I was shouting at the screen, infuriated that I couldn't enjoy the game without the unwelcome commentary of the maddening broadcasters. You see, I am passionate about college basketball and an avid fan of the Gonzaga Bulldogs. I had been looking forward to the game for weeks. St. Mary's and Gonzaga were meeting for the first time in conference play, both undefeated in the West Coast Conference, and both meeting for the first time in history as ranked opponents. The victor would take command of first place in the league and gain solid advantage in the race for to be regular season champion. St. Mary's was led by Patrick Mills, a great shooter who performed very well in the last Olympics for his native Australian national team. Gonzaga students camped out in frigid temperatures for days prior to the game to get a seat. This was a huge game.
As I sat down with my family to watch the game, broadcast by ESPN, we immediately knew what ESPN's storyline was going to be: Patrick Mills. For the next two hours, the name of the St. Mary's point guard was the sole topic of conversation. It was quite evident that the ESPN broadcasters had not done their homework because they would barely say a word about anybody else on the court. How many times could they repeat in one game that Patrick Mills had played admirably in the Olympics. How many times could they marvel about his shooting ability...or his leadership...or his speed...or his passing...or his shoe size. Had you been listening to the game and not watching you might have thought that Patrick Mills was playing one-on-one with...Patrick Mills. You would hardly know that Gonzaga won the game. And to make it all the more infuriating, Patrick Mills left the game with three minutes left in the first half due to injury and never returned to the game. And yet, he is all they talked about. It was one of the worst broadcast performances I have ever seen.
It got me wondering about the media in general. If the mainstream media has a storyline, how on earth could the other side of the story ever have a hope of breaking through? The Arab/Israeli conflict is a case in point. It is quite obvious that the storyline of the major media, led in print media by the New York Times and in broadcast media by ABC, CBS, NBC, CNN, and the BBC, is that the Palestinians are resisting an illegal occupation by the Israelis any way then can, and the Israelis use disproportionate force to repress and murder, indiscriminately, innocent Palestinians. Pictures of dead Palestinian women and children (made available by Hamas) regularly populate the front page of the Times and lead the evening news broadcasts. The story of terrorized innocent Israelis never make the news. Pictures of Palestinian militants deliberately launching rockets from civilian areas rarely make the news. You see, they don't conform to the mainstream media's storyline. Are mainstream media outlets really concerned with presenting a fair and balanced story in context? Obviously not. They are only interested in promoting their world view. In other words, they are only interested in broadcasting propaganda.

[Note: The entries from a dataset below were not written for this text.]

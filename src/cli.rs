//! CLI argument parsing for resdep

use clap::{Parser, ValueEnum};
use std::path::PathBuf;

/// Output format for reports
#[derive(Debug, Clone, Copy, PartialEq, Eq, ValueEnum)]
pub enum OutputFormat {
    /// Human-readable text format (default)
    Text,
    /// JSON format for machine parsing
    Json,
}

#[derive(Parser, Debug)]
#[command(name = "resdep")]
#[command(version)]
#[command(about = "Check which syscalls of a fuzzer catalog have producible resources", long_about = None)]
pub struct Cli {
    /// Catalog file (TOML, or JSON by extension); overrides the config file's catalog
    #[arg(long = "catalog", value_name = "FILE")]
    pub catalog: Option<PathBuf>,

    /// Check configuration file (TOML)
    #[arg(long = "config", value_name = "FILE")]
    pub config: Option<PathBuf>,

    /// Syscall patterns to enable (e.g., -e open,read,socket$*)
    #[arg(short = 'e', long = "enable", value_name = "PATTERNS", value_delimiter = ',')]
    pub enable: Vec<String>,

    /// Syscall patterns to disable (e.g., -d socket$netlink)
    #[arg(short = 'd', long = "disable", value_name = "PATTERNS", value_delimiter = ',')]
    pub disable: Vec<String>,

    /// Output format (text or json)
    #[arg(long = "format", value_enum, default_value = "text")]
    pub format: OutputFormat,

    /// Print the constructors of one resource instead of checking syscalls
    #[arg(long = "ctors", value_name = "RESOURCE")]
    pub ctors: Option<String>,

    /// Enable debug tracing output to stderr
    #[arg(long = "debug")]
    pub debug: bool,
}

#[cfg(test)]
mod tests {
    use super::*;

    #[test]
    fn test_cli_defaults() {
        let cli = Cli::parse_from(["resdep", "--catalog", "linux.toml"]);
        assert_eq!(cli.catalog, Some(PathBuf::from("linux.toml")));
        assert!(cli.config.is_none());
        assert!(cli.enable.is_empty());
        assert_eq!(cli.format, OutputFormat::Text);
        assert!(!cli.debug);
    }

    #[test]
    fn test_cli_pattern_lists() {
        let cli = Cli::parse_from([
            "resdep",
            "-e",
            "open,read,socket$*",
            "-d",
            "socket$unix",
            "-d",
            "pipe",
        ]);
        assert_eq!(cli.enable, vec!["open", "read", "socket$*"]);
        assert_eq!(cli.disable, vec!["socket$unix", "pipe"]);
    }

    #[test]
    fn test_cli_ctors_and_json() {
        let cli = Cli::parse_from(["resdep", "--ctors", "sock", "--format", "json"]);
        assert_eq!(cli.ctors.as_deref(), Some("sock"));
        assert_eq!(cli.format, OutputFormat::Json);
    }
}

For this very reason, more and more Americans are turning away from mainstream media outlets and get their news and commentary from other cable news outlets, like Fox News, and the new media. While traditional media laments their waning influence and ability to filter the news for public consumption, I believe that the new media (internet news services, blogs, YouTube, etc.), absent the filter of the main stream media's liberal world view, is often the best source for untainted news and the broadest perspective.
Take, for example, this amazingly engaging video below posted on YouTube by a young teenage Israeli girl as she gives a perspective to the Arab/Israeli conflict that you will likely NEVER hear in the mainstream media:
Having rarely heard such a compelling and heartfelt testimony from the Israeli point of view, I feel absolutely cheated by traditional media. I do not share the mainstream media's liberal, anti-American, anti-Israel world view and am offended by their continuing overt attempts to form public opinion to conform to their ideology. For that reason, I look forward to the demise of opinion-makers like the New York Times as it continues to careen toward bankruptcy, a victim of the public's turn toward new media...and truth.